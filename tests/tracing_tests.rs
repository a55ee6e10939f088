//! Diagnostic events emitted by lens operations.

use std::io;
use std::sync::{Arc, Mutex};

use focal::optics::{DynLens, Lens, compose, create_lens_memoized, from_path, read_only};
use focal::record;
use focal::value::Value;
use rstest::rstest;
use tracing_subscriber::fmt::MakeWriter;

#[derive(Clone, Default)]
struct CapturedLog(Arc<Mutex<Vec<u8>>>);

impl CapturedLog {
    fn contents(&self) -> String {
        String::from_utf8_lossy(&self.0.lock().unwrap()).into_owned()
    }
}

impl io::Write for CapturedLog {
    fn write(&mut self, buffer: &[u8]) -> io::Result<usize> {
        self.0.lock().unwrap().extend_from_slice(buffer);
        Ok(buffer.len())
    }

    fn flush(&mut self) -> io::Result<()> {
        Ok(())
    }
}

impl<'a> MakeWriter<'a> for CapturedLog {
    type Writer = Self;

    fn make_writer(&'a self) -> Self::Writer {
        self.clone()
    }
}

fn capture(filter: &str, action: impl FnOnce()) -> String {
    let log = CapturedLog::default();
    let subscriber = tracing_subscriber::fmt()
        .with_env_filter(tracing_subscriber::EnvFilter::new(filter))
        .with_writer(log.clone())
        .with_ansi(false)
        .finish();
    tracing::subscriber::with_default(subscriber, action);
    log.contents()
}

#[rstest]
fn test_strict_rejection_is_logged() {
    let output = capture("focal=debug", || {
        let _ = from_path(["a", "b"]).strict().set(record! { "a" => 1 }, Value::from(2));
    });

    assert!(output.contains("strict path write rejected"));
    assert!(output.contains("depth=1"));
}

#[rstest]
fn test_read_only_write_is_logged() {
    let output = capture("focal=debug", || {
        let _ = read_only(|value: &Value| value.clone()).set(Value::Null, Value::Null);
    });

    assert!(output.contains("write attempted through a read-only lens"));
}

#[rstest]
fn test_empty_composition_is_logged() {
    let output = capture("focal=debug", || {
        let _ = compose(Vec::<DynLens<Value, Value>>::new());
    });

    assert!(output.contains("compose called without lenses"));
}

#[rstest]
fn test_memo_cache_events_are_trace_level() {
    let source = record! { "a" => 1 };
    let lens = create_lens_memoized(|value: &Value| value.clone(), |_: Value, focus: Value| focus);

    let at_debug = capture("focal=debug", || {
        lens.peek(&source);
    });
    let at_trace = capture("focal=trace", || {
        lens.peek(&source);
        lens.cache().clear();
        lens.peek(&source);
    });

    assert!(!at_debug.contains("memo cache"));
    assert!(at_trace.contains("memo cache hit"));
    assert!(at_trace.contains("memo cache miss"));
}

WHAT YOU WILL DO >> Copy every line of the data that carries the word "String".

SOLUTION TO THE PROBLEM >>
    fn contents(&self) -> String {
        String::from_utf8_lossy(&self.0.lock().unwrap()).into_owned()
fn capture(filter: &str, action: impl FnOnce()) -> String {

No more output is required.